Tunisie, 31 oct (APS) – Le court métrage « 5 Etoiles » de la Sénégalaise
Mame Woury Thioubou, projeté mercredi à la Cité de la culture à Tunis,
dans le cadre de l’édition 2019 des Journées cinématographiques de
Carthage (JCC, 26 octobre-2 novembre), traite de « la désillusion de
l’exil », en amenant subtilement les émigrés à se rendre compte de leur
propre précarité pour mieux en parler.
Le film met en exergue la vie de migrants africains à Lille, en
France, et veut amener ces « sans-papiers » à se rendre compte que
« l’Europe n’est que le début du calvaire » pour eux, après avoir bravé
le désert et la mer pour arriver dans l’Hexagone.
« Le film ne dit pas aux jeunes africains de ne pas partir, mais ce que
je veux qu’ils sachent », c’est que l’Europe « ne va pas être la fin du
calvaire. Car l’Europe n’est que le début d’un nouveau combat », a
déclaré la réalisatrice.
Mame Woury Thioubou dit s’être toujours interrogée sur les motivations
de ces jeunes qui choisissent de délaisser le continent africain pour
l’Occident. Sa démarche cinématographique l’amène ainsi à un
questionnement sur le périple de ces jeunes migrants à travers le
désert du Sahara pour ceux venant du Mali ou de la Guinée.
Elle en vient naturellement à évoquer les monstruosités subies par les
migrants de la filière libyenne, marqués par la difficile expérience
de la traversée de la méditerranée.
Ce calvaire, loin de connaitre son épilogue une fois en Europe, ne
fait que commencer en réalité.
La réalisatrice donne la part belle aux protagonistes du film qui
analysent eux-mêmes leur situation de précarité. Sa caméra insiste sur
les visages, les pieds, mais surtout leur « 5 Etoiles », une ancienne
usine insalubre squattée par ces migrants.
Mame Woury rend compte de leurs difficiles conditions de vie de leur
combat pour une certaine « dignité » face au racisme ordinaire et à
l’humiliation quotidienne.
Le sujet traduit aussi, par sa référence à l’histoire, une manière de
rappeler que la problématique de la migration n’est pas un sujet
nouveau et a marqué et transformé la vie de toutes les sociétés
humaines.
Mame Woury Thioubou illustre ce point par un focus sur la statue de
Faidherbe, l’un des artisans de la colonisation au Sénégal et qui est
vu à Lille comme une figure positive célébrée à place de la
République, dans cette métropole française où des « sans-papiers »

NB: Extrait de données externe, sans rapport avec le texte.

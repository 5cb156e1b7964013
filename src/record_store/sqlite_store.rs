//! SQLite-backed record store implementation.

use std::path::Path;
use std::sync::{Arc, Mutex};

use anyhow::{Context, Result};
use rusqlite::{params, Connection, OptionalExtension};
use tracing::info;

use crate::movies::MetadataRecord;

use super::trait_def::{RecordStore, StoredRecord};

const SCHEMA_VERSION: i64 = 1;

const CREATE_RECORDS_TABLE: &str = "
CREATE TABLE movie_records (
    cache_key TEXT PRIMARY KEY,
    record TEXT NOT NULL,
    stored_at INTEGER NOT NULL
)";

/// SQLite-backed record store with separate read and write connections.
#[derive(Clone)]
pub struct SqliteRecordStore {
    read_conn: Arc<Mutex<Connection>>,
    write_conn: Arc<Mutex<Connection>>,
}

fn create_schema_if_needed(conn: &Connection) -> Result<()> {
    let db_version: i64 = conn.query_row("PRAGMA user_version", [], |r| r.get(0))?;
    if db_version >= SCHEMA_VERSION {
        return Ok(());
    }

    info!("Creating record store schema at version {}", SCHEMA_VERSION);
    conn.execute(CREATE_RECORDS_TABLE, [])?;
    conn.pragma_update(None, "user_version", SCHEMA_VERSION)?;
    Ok(())
}

impl SqliteRecordStore {
    pub fn new<P: AsRef<Path>>(db_path: P) -> Result<Self> {
        let db_path_ref = db_path.as_ref();

        let write_conn = Connection::open_with_flags(
            db_path_ref,
            rusqlite::OpenFlags::SQLITE_OPEN_READ_WRITE
                | rusqlite::OpenFlags::SQLITE_OPEN_CREATE
                | rusqlite::OpenFlags::SQLITE_OPEN_URI
                | rusqlite::OpenFlags::SQLITE_OPEN_NO_MUTEX,
        )
        .context("Failed to open record database")?;

        create_schema_if_needed(&write_conn)?;

        write_conn
            .pragma_update(None, "journal_mode", "WAL")
            .context("Failed to set WAL mode on record write connection")?;

        let read_conn = Connection::open_with_flags(
            db_path_ref,
            rusqlite::OpenFlags::SQLITE_OPEN_READ_ONLY
                | rusqlite::OpenFlags::SQLITE_OPEN_URI
                | rusqlite::OpenFlags::SQLITE_OPEN_NO_MUTEX,
        )
        .context("Failed to open record database for reading")?;

        read_conn
            .pragma_update(None, "journal_mode", "WAL")
            .context("Failed to set WAL mode on record read connection")?;

        let count: usize =
            read_conn.query_row("SELECT COUNT(*) FROM movie_records", [], |r| r.get(0))?;
        info!("Record store ready: {} cached records", count);

        Ok(Self {
            read_conn: Arc::new(Mutex::new(read_conn)),
            write_conn: Arc::new(Mutex::new(write_conn)),
        })
    }
}

impl RecordStore for SqliteRecordStore {
    fn get(&self, key: &str) -> Result<Option<StoredRecord>> {
        let conn = self.read_conn.lock().unwrap();
        let row: Option<(String, i64)> = conn
            .query_row(
                "SELECT record, stored_at FROM movie_records WHERE cache_key = ?1",
                params![key],
                |r| Ok((r.get(0)?, r.get(1)?)),
            )
            .optional()
            .context("Failed to read record")?;

        match row {
            Some((json, stored_at)) => {
                let record: MetadataRecord =
                    serde_json::from_str(&json).context("Failed to deserialize stored record")?;
                Ok(Some(StoredRecord { record, stored_at }))
            }
            None => Ok(None),
        }
    }

    fn put(&self, key: &str, stored: &StoredRecord) -> Result<()> {
        let json =
            serde_json::to_string(&stored.record).context("Failed to serialize record")?;
        let conn = self.write_conn.lock().unwrap();
        conn.execute(
            "INSERT INTO movie_records (cache_key, record, stored_at) VALUES (?1, ?2, ?3)
             ON CONFLICT(cache_key) DO UPDATE SET record = ?2, stored_at = ?3",
            params![key, json, stored.stored_at],
        )
        .context("Failed to write record")?;
        Ok(())
    }

    fn exists(&self, key: &str) -> Result<bool> {
        let conn = self.read_conn.lock().unwrap();
        let count: i64 = conn.query_row(
            "SELECT COUNT(*) FROM movie_records WHERE cache_key = ?1",
            params![key],
            |r| r.get(0),
        )?;
        Ok(count > 0)
    }

    fn count(&self) -> Result<usize> {
        let conn = self.read_conn.lock().unwrap();
        let count: usize = conn.query_row("SELECT COUNT(*) FROM movie_records", [], |r| r.get(0))?;
        Ok(count)
    }
}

manifestent chaque semaine.
A travers cette démarche, la réalisatrice interpelle aussi les
Français et les invite à se regarder dans le miroir.
« Ce mouvement que les migrants font, Faidherbe l’a déjà fait en venant
chez nous sans autorisation. Aujourd’hui que nos jeunes veulent aller
en Occident, on leur impose des barrières. Je veux aussi que les
Français puissent se voir et se remettent en question », explique la
réalisatrice.
Le court métrage « 5 Etoiles » a été bien accueilli par le public
tunisien à l’occasion de cette première mondiale aux Journées
cinématographiques de Carthage (JCC).